In the suspense film, a manipulative husband tries to make his wife think she is losing her mind by making subtle changes in her environment, including slowly and steadily dimming the flame on a gas lamp. Not only does he disrupt her environment and make her believe she is insane, but he also abuses and controls her, cutting her off from family and friends. Because this film was an accurate portrayal of the controlling and toxic actions that manipulative people use, psychologists began to label this type of emotionally abusive behavior “gaslighting.”
Over the years I would hear this word, but never thought much about how it would work in my own life. Or maybe I just didn’t want to understand how it would work in my own life.
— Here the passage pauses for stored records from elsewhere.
//! Deterministic simulation module
//!
//! All gameplay logic lives here. This module must be pure and deterministic:
//! - One tick per host frame, fixed per-tick constants
//! - Seeded RNG only
//! - Stable iteration order (spawn order)
//! - No rendering or platform dependencies

pub mod autopilot;
pub mod collision;
pub mod game_loop;
pub mod obstacles;
pub mod physics;
pub mod score;
pub mod state;
pub mod tick;

pub use collision::{Collision, Gate, collides, detect};
pub use game_loop::{
    FrameScheduler, FrameToken, GameLoop, GameOverNotifier, ManualScheduler, RenderSink,
};
pub use state::{GamePhase, GameState, Obstacle, Snapshot, Sprite};
pub use tick::{GameEvent, TickInput, TickOutput, tick};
I’ve seen it happen to loved ones and recently, two people tried to gaslight me. One, from someone I fully expect it from and the other caught me totally off guard.
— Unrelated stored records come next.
//! Game state and core simulation types
//!
//! The run state is an explicit value owned by the game loop; nothing lives
//! at process scope, so independent runs can coexist (e.g. parallel tests).

use glam::Vec2;
use rand::SeedableRng;
use rand_pcg::Pcg32;
use serde::{Deserialize, Serialize};

use crate::tuning::Tuning;

/// Current phase of a run
#[derive(Debug, Clone, Copy, PartialEq, Eq, Default, Serialize, Deserialize)]
pub enum GamePhase {
    /// Before the first start; sprite shown but static
    #[default]
    Idle,
    /// Active gameplay
    Running,
    /// Run ended by a collision; score frozen
    Over,
}

/// The player-controlled falling sprite
///
/// `x` never changes during a run; the world scrolls past it instead.
#[derive(Debug, Clone, Copy, PartialEq, Serialize, Deserialize)]
pub struct Sprite {
    pub x: f32,
    pub y: f32,
    pub width: f32,
    pub height: f32,
    /// Vertical velocity (positive = down)
    pub velocity: f32,
}

impl Sprite {
    /// Sprite at its spawn position with zero velocity
    pub fn spawn(tuning: &Tuning) -> Self {
        Self {
            x: tuning.sprite_x,
            y: tuning.sprite_y,
            width: tuning.sprite_width,
            height: tuning.sprite_height,
            velocity: 0.0,
        }
    }

    #[inline]
    pub fn right(&self) -> f32 {
        self.x + self.width
    }

    #[inline]
    pub fn bottom(&self) -> f32 {
        self.y + self.height
    }

    /// Center point (render space)
    pub fn center(&self) -> Vec2 {
        Vec2::new(self.x + self.width / 2.0, self.y + self.height / 2.0)
    }
}

/// A gated obstacle: a top gate and a bottom gate with a gap between them
#[derive(Debug, Clone, Copy, PartialEq, Serialize, Deserialize)]
pub struct Obstacle {
    pub id: u32,
    /// Left edge
    pub x: f32,
    pub width: f32,
    /// Top gate spans `0..top_height`
    pub top_height: f32,
    /// Bottom gate spans `bottom_y..field_height`; always `top_height + gap`
    pub bottom_y: f32,
    /// Set once the sprite has cleared this obstacle
    pub passed: bool,
}

impl Obstacle {
    pub fn new(id: u32, x: f32, width: f32, top_height: f32, gap: f32) -> Self {
        Self {
            id,
            x,
            width,
            top_height,
            bottom_y: top_height + gap,
            passed: false,
        }
    }

    #[inline]
    pub fn right(&self) -> f32 {
        self.x + self.width
    }

    /// Height of the opening
    #[inline]
    pub fn gap(&self) -> f32 {
        self.bottom_y - self.top_height
    }

    /// Vertical center of the opening
    pub fn gap_center(&self) -> f32 {
        (self.top_height + self.bottom_y) / 2.0
    }
}

/// Complete state of one game instance
#[derive(Debug, Clone)]
pub struct GameState {
    /// Balance parameters this instance runs with
    pub tuning: Tuning,
    /// Seed the gap RNG was created from
    pub seed: u64,
    /// Gap placement RNG (reseeded per run from `seed` and `runs`)
    pub rng: Pcg32,
    /// Current phase
    pub phase: GamePhase,
    /// The falling sprite
    pub sprite: Sprite,
    /// Active obstacles in spawn order (= left to right)
    pub obstacles: Vec<Obstacle>,
    /// Obstacles cleared this run
    pub score: u64,
    /// Ticks simulated this run
    pub time_ticks: u64,
    /// Obstacles spawned this run (including pruned ones)
    pub spawned: u64,
    /// Runs started on this instance
    pub runs: u32,
    /// Next obstacle ID
    next_id: u32,
}

impl GameState {
    /// Create an idle game with the given tuning and seed
    pub fn new(tuning: Tuning, seed: u64) -> Self {
        Self {
            sprite: Sprite::spawn(&tuning),
            tuning,
            seed,
            rng: Pcg32::seed_from_u64(seed),
            phase: GamePhase::Idle,
            obstacles: Vec::new(),
            score: 0,
            time_ticks: 0,
            spawned: 0,
            runs: 0,
            next_id: 1,
        }
    }

    /// Allocate a new obstacle ID
    pub fn next_obstacle_id(&mut self) -> u32 {
        let id = self.next_id;
        self.next_id += 1;
        id
    }

    /// Reset everything run-scoped and enter `Running`
    ///
    /// Valid from `Idle` (start) and `Over` (retry). Returns false and leaves
    /// the state untouched while a run is already in progress.
    pub fn start_run(&mut self) -> bool {
        if self.phase == GamePhase::Running {
            log::debug!("Start ignored: run already in progress");
            return false;
        }

        self.sprite = Sprite::spawn(&self.tuning);
        self.obstacles.clear();
        self.score = 0;
        self.time_ticks = 0;
        self.spawned = 0;
        self.runs += 1;
        // Each run gets its own gap sequence, reproducible from the seed
        self.rng = Pcg32::seed_from_u64(self.seed.wrapping_add(self.runs as u64));
        self.phase = GamePhase::Running;

        log::info!("Run {} started (seed {})", self.runs, self.seed);
        true
    }

    /// Same transition as [`GameState::start_run`], named for the `Over` screen
    pub fn retry(&mut self) -> bool {
        self.start_run()
    }

    pub fn is_running(&self) -> bool {
        self.phase == GamePhase::Running
    }

    /// Read-only view for a render sink
    pub fn snapshot(&self) -> Snapshot {
        Snapshot {
            field: Vec2::new(self.tuning.field_width, self.tuning.field_height),
            sprite: self.sprite,
            sprite_visible: true,
            obstacles: self.obstacles.clone(),
            score: self.score,
            phase: self.phase,
        }
    }
}

/// Everything a render sink needs to draw one frame
#[derive(Debug, Clone, PartialEq, Serialize, Deserialize)]
pub struct Snapshot {
    /// Field width/height
    pub field: Vec2,
    pub sprite: Sprite,
    pub sprite_visible: bool,
    pub obstacles: Vec<Obstacle>,
    pub score: u64,
    pub phase: GamePhase,
}

#[cfg(test)]
mod tests {
    use super::*;

    #[test]
    fn test_new_state_is_idle() {
        let state = GameState::new(Tuning::default(), 7);
        assert_eq!(state.phase, GamePhase::Idle);
        assert!(state.obstacles.is_empty());
        assert_eq!(state.score, 0);
        assert_eq!(state.sprite.x, 50.0);
        assert_eq!(state.sprite.y, 300.0);
        assert_eq!(state.sprite.velocity, 0.0);
    }

    #[test]
    fn test_obstacle_gap_invariant() {
        let o = Obstacle::new(1, 400.0, 50.0, 100.0, 150.0);
        assert_eq!(o.bottom_y, 250.0);
        assert_eq!(o.gap(), 150.0);
        assert_eq!(o.gap_center(), 175.0);
        assert!(!o.passed);
    }

    #[test]
    fn test_start_resets_run() {
        let mut state = GameState::new(Tuning::default(), 7);
        assert!(state.start_run());

        state.score = 5;
        state.sprite.y = 10.0;
        state.sprite.velocity = 4.0;
        let id = state.next_obstacle_id();
        let mut o = Obstacle::new(id, 20.0, 50.0, 10.0, 150.0);
        o.passed = true;
        state.obstacles.push(o);
        state.phase = GamePhase::Over;

        assert!(state.retry());
        assert_eq!(state.phase, GamePhase::Running);
        assert_eq!(state.score, 0);
        assert!(state.obstacles.is_empty());
        assert_eq!(state.sprite, Sprite::spawn(&state.tuning));
        assert_eq!(state.runs, 2);
    }

    #[test]
    fn test_start_while_running_is_ignored() {
        let mut state = GameState::new(Tuning::default(), 7);
        assert!(state.start_run());
        state.score = 3;
        assert!(!state.start_run());
        assert_eq!(state.score, 3);
        assert_eq!(state.runs, 1);
    }

    #[test]
    fn test_snapshot_mirrors_state() {
        let mut state = GameState::new(Tuning::default(), 7);
        state.start_run();
        state.score = 2;
        let snap = state.snapshot();
        assert_eq!(snap.score, 2);
        assert_eq!(snap.phase, GamePhase::Running);
        assert_eq!(snap.field, Vec2::new(400.0, 600.0));
        assert!(snap.sprite_visible);
    }
}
People who gaslight, are habitual and pathological liars – there is no “truth.” They will blatantly lie to your face and never back down or change their stories. They find a way to claim (and sometimes convince you) that you’re wrong. You start apologizing just to keep the peace. It’s a horrible way to interact. These people minimize your thoughts, they blame, they discredit you and interestingly enough … they often use compassionate words as weapons.
I have no idea who is reading my blog posts. But if you are being gaslighted or if this resonates for you, remember that you are not to blame for what you’re experiencing. The person gaslighting you is making a choice to behave this way. Nothing you did caused them to make this choice and you won’t be able to change what they’re doing. This is key. It almost never stops until you pull yourself away from the situation or relationship.
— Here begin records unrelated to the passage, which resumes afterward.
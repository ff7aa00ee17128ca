//! WebGPU rendering module
//!
//! Turns simulation snapshots into flat-coloured triangles.

pub mod pipeline;
pub mod shapes;
pub mod vertex;

pub use pipeline::RenderState;
pub use vertex::Vertex;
In Gas Light, the wife, realized that her husband has been manipulating her and turns the tables on him. In the final scene, he has been tied to a chair by police. When she enters the room, he instructs her to get a knife and cut him loose. But she turns the tables on him and gaslights him back by pretending that she is too mentally ill — a reality that he has constructed for her — to carry out his instructions. Love this vindication!
To the most recent person who is gaslighting me: I don’t care. As I’ve gotten a bit wiser (bit is the operative word here!), I realize that healthy interactions are literally the most important part of life (other than food, water, a long outdoor swim and chocolate). So, I’m not stepping in (she says with a smile 🙂 ). I’m too busy walking my dog, being a mom and friend, and practicing law.